"Sleepwear"

O assunto de hoje nasce de uma perplexidade que não me tem dado descanso e que considero merecer o devido escrutínio: os pijamas para mulher. Por algum motivo que ainda não consegui apurar, a maioria dos pijamas para adultas divide-se em duas categorias: a da lingerie ou dos pijamas sexy, demasiado arejados e que não foram feitos para casas sem aquecimento, e a categoria dos pijamas com personagens de BD, ursinhos e outros animais fofos.
A escolha é, pois, entre uma sensualidade pouco prática e confortável e a infantilidade declarada, com as poucas exceções caindo no feio e no sem graça. O estranho é que muitas marcas daquilo a que agora se chama sleepwear trazem na etiqueta nomes de mulheres, que também suponho vistam pijama, daí achar pouco compreensível a condição a que reduzam o sexo feminino como um todo, condenado a ir para a cama à noite com as ovelhinhas estampadas na camisola.
O contraste torna-se ainda mais absurdo quando, numa estimativa livre, calculo que neste momento cerca de 90% das mulheres sejam tatuadas.

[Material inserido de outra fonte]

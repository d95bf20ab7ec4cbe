//! Command-line front end: fetch a page with a browser profile (or read it
//! from a file), extract it and print it in the chosen format.
//!
//! Exit status is 0 for a successful or partial extraction, 2 when nothing
//! could be extracted and 1 for errors.

use std::io::{self, IsTerminal, Read, Write};
use std::path::{Path, PathBuf};
use std::process::ExitCode;
use std::time::Duration;

use anyhow::{bail, Context, Result};
use clap::Parser;
use shieldscrape::fetch::{BrowserProfile, FetchOptions, Fetcher, SUPPORTED_BROWSERS};
use shieldscrape::output::OutputFormat;
use shieldscrape::{extract_bytes_with_options, extract_with_options, ExtractionStatus, Options};
use tracing_subscriber::EnvFilter;

#[derive(Parser, Debug)]
#[command(name = "shieldscrape")]
#[command(about = "Fetch pages with a browser profile and extract their content")]
#[command(version)]
struct Cli {
    /// URL to scrape (also the base URL for links when using --input)
    #[arg(required_unless_present = "list_browsers")]
    url: Option<String>,

    /// Browser profile to present (see --list-browsers)
    #[arg(short, long, default_value = "chrome")]
    browser: BrowserProfile,

    /// Output format: rich, json, text or markdown
    #[arg(short, long, default_value = "rich")]
    format: OutputFormat,

    /// Write output to FILE instead of stdout
    #[arg(short, long, value_name = "FILE")]
    output: Option<PathBuf>,

    /// Request timeout in seconds
    #[arg(short, long, default_value_t = 30)]
    timeout: u64,

    /// Read HTML from FILE (`-` for stdin) instead of fetching
    #[arg(long, value_name = "FILE")]
    input: Option<PathBuf>,

    /// Extra request header, `Name: value` (repeatable)
    #[arg(short = 'H', long = "header", value_name = "HEADER")]
    headers: Vec<String>,

    /// Fetch Reddit URLs as given instead of via old.reddit.com
    #[arg(long)]
    no_old_reddit: bool,

    /// Leave Reddit comments out of the output
    #[arg(long)]
    no_comments: bool,

    /// Drop link-dense lists and blocks from generic pages
    #[arg(long)]
    precision: bool,

    /// List supported browser profiles and exit
    #[arg(long)]
    list_browsers: bool,

    /// Increase verbosity (-v info, -vv debug, -vvv trace)
    #[arg(short, long, action = clap::ArgAction::Count)]
    verbose: u8,
}

fn init_logging(verbose: u8) {
    let level = match verbose {
        0 => "warn",
        1 => "info",
        2 => "debug",
        _ => "trace",
    };
    let filter = EnvFilter::try_from_default_env()
        .unwrap_or_else(|_| EnvFilter::new(format!("shieldscrape={level}")));

    let _ = tracing_subscriber::fmt()
        .with_env_filter(filter)
        .with_writer(io::stderr)
        .with_target(false)
        .try_init();
}

fn parse_header(raw: &str) -> Result<(String, String)> {
    let Some((name, value)) = raw.split_once(':') else {
        bail!("header `{raw}` is not in `Name: value` form");
    };
    Ok((name.trim().to_string(), value.trim().to_string()))
}

fn read_input(path: &Path) -> Result<Vec<u8>> {
    let mut bytes = Vec::new();
    if path.as_os_str() == "-" {
        io::stdin()
            .read_to_end(&mut bytes)
            .context("failed to read HTML from stdin")?;
    } else {
        bytes = std::fs::read(path)
            .with_context(|| format!("failed to read {}", path.display()))?;
    }
    Ok(bytes)
}

fn run(cli: &Cli) -> Result<ExitCode> {
    if cli.list_browsers {
        println!("Supported browsers:");
        for browser in SUPPORTED_BROWSERS {
            println!("  - {browser}");
        }
        return Ok(ExitCode::SUCCESS);
    }

    let url = cli.url.as_deref().context("a URL is required")?;
    let options = Options {
        include_comments: !cli.no_comments,
        favor_precision: cli.precision,
        ..Options::default()
    };

    let extraction = match &cli.input {
        Some(path) => extract_bytes_with_options(&read_input(path)?, url, &options)?,
        None => {
            let fetch_options = FetchOptions {
                browser: cli.browser,
                timeout: Duration::from_secs(cli.timeout),
                headers: cli
                    .headers
                    .iter()
                    .map(|h| parse_header(h))
                    .collect::<Result<_>>()?,
                prefer_old_reddit: !cli.no_old_reddit,
            };
            let fetcher = Fetcher::new(fetch_options)?;
            tracing::info!(url, browser = %cli.browser, "fetching");
            let page = fetcher
                .fetch(url)
                .with_context(|| format!("failed to fetch {url}"))?;
            extract_with_options(&page.html, &page.url, &options)?
        }
    };
    tracing::info!(
        status = %extraction.status,
        parser = ?extraction.parser,
        links = extraction.document.links.len(),
        "extracted"
    );
    for warning in &extraction.warnings {
        tracing::debug!(%warning, "extraction warning");
    }

    let to_terminal = cli.output.is_none() && io::stdout().is_terminal();
    if !to_terminal {
        colored::control::set_override(false);
    }
    let mut rendered = cli.format.render(&extraction.document)?;
    if !rendered.ends_with('\n') {
        rendered.push('\n');
    }

    match &cli.output {
        Some(path) => {
            std::fs::write(path, &rendered)
                .with_context(|| format!("failed to write {}", path.display()))?;
            eprintln!("Saved to: {}", path.display());
        }
        None => {
            let mut stdout = io::stdout().lock();
            stdout.write_all(rendered.as_bytes())?;
            stdout.flush()?;
        }
    }

    if extraction.status == ExtractionStatus::Failed {
        tracing::warn!(url = %extraction.document.url, "nothing could be extracted");
        return Ok(ExitCode::from(2));
    }
    Ok(ExitCode::SUCCESS)
}

fn main() -> ExitCode {
    let cli = Cli::parse();
    init_logging(cli.verbose);

    match run(&cli) {
        Ok(code) => code,
        Err(err) => {
            tracing::error!(error = %err, "command failed");
            eprintln!("Error: {err:#}");
            ExitCode::from(1)
        }
    }
}
fn markdown_div<'a>(comment: &Selection<'a>) -> Option<Selection<'a>> {
    own_first(comment, "div.md")
}

/// A bare `[data-testid='comment']` element is its own body.
fn testid_self_body<'a>(comment: &Selection<'a>) -> Option<Selection<'a>> {
    is_testid_comment(comment).then(|| comment.clone())
}

const COMMENT_BODY_STRATEGIES: &[ElementNodeStrategy] = &[
    usertext_body,
    slot_body,
    testid_body,
    testid_text_body,
    markdown_div,
    testid_self_body,
];

/// Markup depth: explicit attribute, else the number of enclosing comments.
fn comment_depth(comment: &Selection<'_>) -> usize {
    ["depth", "data-depth"]
        .iter()
        .find_map(|name| {
            dom::non_empty_attribute(comment, name).and_then(|d| d.parse::<usize>().ok())
        })
        .or_else(|| {
            comment
                .nodes()
                .first()
                .map(|node| dom::count_ancestors(node, is_comment_element))
        })
        .unwrap_or(0)
}

/// Deleted comments without an author field still say so in the tagline.
fn is_marked_deleted(comment: &Selection<'_>) -> bool {
    if dom::has_class(comment, "deleted") {
        return true;
    }
    text_of(own_first(comment, "p.tagline"))
        .is_some_and(|tagline| DELETED_MARKERS.iter().any(|m| tagline.contains(m)))
}

fn read_comment(comment: &Selection<'_>, renderer: &mut Renderer<'_>) -> FlatComment {
    let raw_author = first_element_match("comment author", COMMENT_AUTHOR_STRATEGIES, comment);
    let (author, deleted) = match raw_author.as_deref().map(clean_author) {
        Some(AuthorName::Deleted) => (None, true),
        Some(AuthorName::Named(name)) => (Some(name), false),
        Some(AuthorName::Blank) | None => (None, is_marked_deleted(comment)),
    };

    let rendered = first_element_node("comment body", COMMENT_BODY_STRATEGIES, comment)
        .map(|body| renderer.render(&body))
        .unwrap_or_default();

    FlatComment {
        depth: comment_depth(comment),
        comment: RedditComment {
            author,
            deleted,
            text: rendered.text,
            markdown: rendered.markdown,
            score: first_element_match("comment score", COMMENT_SCORE_STRATEGIES, comment),
            timestamp: first_element_match("comment timestamp", COMMENT_TIMESTAMP_STRATEGIES, comment)
                .map(|t| normalize_date(&t)),
            depth: 0,
            children: Vec::new(),
        },
    }
}

// =============================================================================
// Thread assembly
// =============================================================================

/// A parsed thread plus what the renderer and strategies reported.
struct ThreadParse {
    thread: RedditThread,
    links: Vec<String>,
    warnings: Vec<String>,
}

fn parse_page(page: &Page<'_>, source: &str, options: &Options) -> ThreadParse {
    let mut warnings = Vec::new();
    let mut missing = |field: &str| warnings.push(format!("reddit: no {field} found"));

    let title = first_match("title", TITLE_STRATEGIES, page);
    if title.is_none() {
        missing("title");
    }

    let author = match first_match("author", AUTHOR_STRATEGIES, page).as_deref().map(clean_author) {
        Some(AuthorName::Named(name)) if !options.is_blacklisted_author(&name) => Some(name),
        _ => None,
    };
    if author.is_none() {
        missing("author");
    }

    let subreddit =
        first_match("subreddit", SUBREDDIT_STRATEGIES, page).and_then(|s| clean_subreddit(&s));
    if subreddit.is_none() {
        missing("subreddit");
    }

    let score = first_match("score", SCORE_STRATEGIES, page);
    if score.is_none() {
        missing("score");
    }

    let date = first_match("date", DATE_STRATEGIES, page).map(|d| normalize_date(&d));

    let mut renderer = Renderer::new(page.url, options);
    let body = first_node("body", BODY_STRATEGIES, page).map(|node| renderer.render(&node));
    if body.as_ref().is_none_or(crate::render::Rendered::is_empty) {
        missing("post body");
    }
    let body = body.unwrap_or_default();

    let mut comments = Vec::new();
    if options.include_comments {
        let stream = first_node("comments", COMMENT_STREAM_STRATEGIES, page);
        if stream.is_none() && !page.doc.select(COMMENT_CONTAINERS).exists() {
            missing("comment container");
        }
        if let Some(stream) = stream {
            let flat = stream
                .nodes()
                .iter()
                .map(|node| read_comment(&Selection::from(*node), &mut renderer))
                .collect();
            comments = build_forest(flat);
        }
    }

    ThreadParse {
        thread: RedditThread {
            title,
            author,
            subreddit,
            score,
            date,
            text: body.text,
            markdown: body.markdown,
            url: source.to_string(),
            comments,
        },
        links: renderer.into_links(),
        warnings,
    }
}
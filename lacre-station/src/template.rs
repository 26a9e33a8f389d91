//! Label layouts
//!
//! Renders label ids into self-terminating ZPL blocks. Field positions
//! and symbology are fixed constants, not configurable per call; a
//! multi-label payload is the per-id blocks joined by single newlines,
//! which the printer executes as independent jobs in file order.

use lacre_printer::ZplBuilder;

use crate::batch::LabelBatch;
use crate::label::LabelId;

/// Header text on process labels
const PROCESS_HEADER: &str = "ETIQUETA DE PROCESSO";

/// Header text on mailer labels
const MAILER_HEADER: &str = "IMB";

/// Darkness level for mailer stock, which takes ink poorly
const MAILER_DARKNESS: i8 = 11;

/// The two fixed label layouts the station prints
#[derive(Debug, Clone, Copy, PartialEq, Eq, Default)]
pub enum LabelTemplate {
    /// Process-package label: header, Code 128 barcode, id repeated in
    /// human-readable text
    #[default]
    Process,
    /// Mailer label: registration mark, header, taller barcode, id
    /// repeated beside the mark
    Mailer,
}

impl LabelTemplate {
    /// Render one label id as a complete ZPL block
    pub fn render(&self, id: &LabelId) -> String {
        match self {
            Self::Process => Self::render_process(id),
            Self::Mailer => Self::render_mailer(id),
        }
    }

    /// Render a whole batch, blocks joined by single newlines
    ///
    /// Equivalent to joining the per-id renders; the same payload feeds
    /// both direct printing and the download artifact.
    pub fn render_batch(&self, batch: &LabelBatch) -> String {
        batch
            .labels()
            .iter()
            .map(|id| self.render(id))
            .collect::<Vec<_>>()
            .join("\n")
    }

    fn render_process(id: &LabelId) -> String {
        let mut z = ZplBuilder::new();
        z.start_format();
        z.field(20, 20).font(30, 30).data(PROCESS_HEADER);
        z.field(20, 60)
            .bar_defaults(2, "2.0", 60)
            .code128(60)
            .data(id.as_str());
        z.field(40, 130).font(25, 25).data(id.as_str());
        z.end_format();
        z.build()
    }

    fn render_mailer(id: &LabelId) -> String {
        let mut z = ZplBuilder::new();
        z.reprint_after_error(false);
        z.start_format();
        z.darkness(MAILER_DARKNESS);
        z.label_home(0, 0);
        // Registration mark: box with crossed diagonals
        z.field(70, 130).graphic_box(100, 40, 2);
        z.field(68, 130).graphic_diagonal(51, 20, 4, false);
        z.field(116, 130).graphic_diagonal(51, 20, 4, true);
        z.field(70, 30).font(30, 30).data(MAILER_HEADER);
        z.field(70, 60)
            .bar_defaults(3, "200", 65)
            .code128(65)
            .data(id.as_str());
        z.field(210, 140).font(30, 30).data(id.as_str());
        z.end_format();
        z.build()
    }
}

#[cfg(test)]
mod tests {
    use super::*;

    #[test]
    fn test_process_block_structure() {
        let zpl = LabelTemplate::Process.render(&LabelId::format("9001941457766", 1));
        assert_eq!(
            zpl,
            "^XA\n\
             ^FO20,20^A0N,30,30^FDETIQUETA DE PROCESSO^FS\n\
             ^FO20,60^BY2,2.0,60^BCN,60,N,N,N,A^FD9001941457766-TJSP001^FS\n\
             ^FO40,130^A0N,25,25^FD9001941457766-TJSP001^FS\n\
             ^XZ"
        );
    }

    #[test]
    fn test_mailer_block_structure() {
        let zpl = LabelTemplate::Mailer.render(&LabelId::from_raw("X-TJSP001"));
        assert!(zpl.starts_with("^JZN\n^XA\n^MD11\n^LH0,0\n"));
        assert!(zpl.contains("^FO70,60^BY3,200,65^BCN,65,N,N,N,A^FDX-TJSP001^FS"));
        assert!(zpl.contains("^FO210,140^A0N,30,30^FDX-TJSP001^FS"));
        assert!(zpl.ends_with("^XZ"));
    }

    #[test]
    fn test_render_batch_joins_with_single_newline() {
        let batch = LabelBatch::generate("X", 3, 50).unwrap();
        let template = LabelTemplate::Process;

        let joined = batch
            .labels()
            .iter()
            .map(|id| template.render(id))
            .collect::<Vec<_>>()
            .join("\n");
        assert_eq!(template.render_batch(&batch), joined);

        // Three self-terminating blocks
        assert_eq!(template.render_batch(&batch).matches("^XZ").count(), 3);
    }
}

Qualquer que seja a figura gravada na pele e a sua dimensão, confesso que tenho dificuldade em imaginar uma mulher tatuada com um pijama da Hello Kitty ou do Bambi. E que conversa séria seria possível ter com alguém envergando bigodes de bichinhos macios? Basta dizer que nem eu consigo levar-me a sério quando vejo o focinho do Snoopy a acenar-me ao espelho.
Será que o sono nos torna de novo crianças, mas apenas as mulheres estão sujeitas ao fenómeno? E de onde vem a teima em resgatar os animais da quinta e os bonecos da meninice para nos aconchegarem no escuro?... Por aqui, o aconchego perde-se nas dúvidas existenciais despertadas por semelhante companhia, que conduzem a insónia para assuntos desta importância, em vez de a justificarem com destinos mais graves.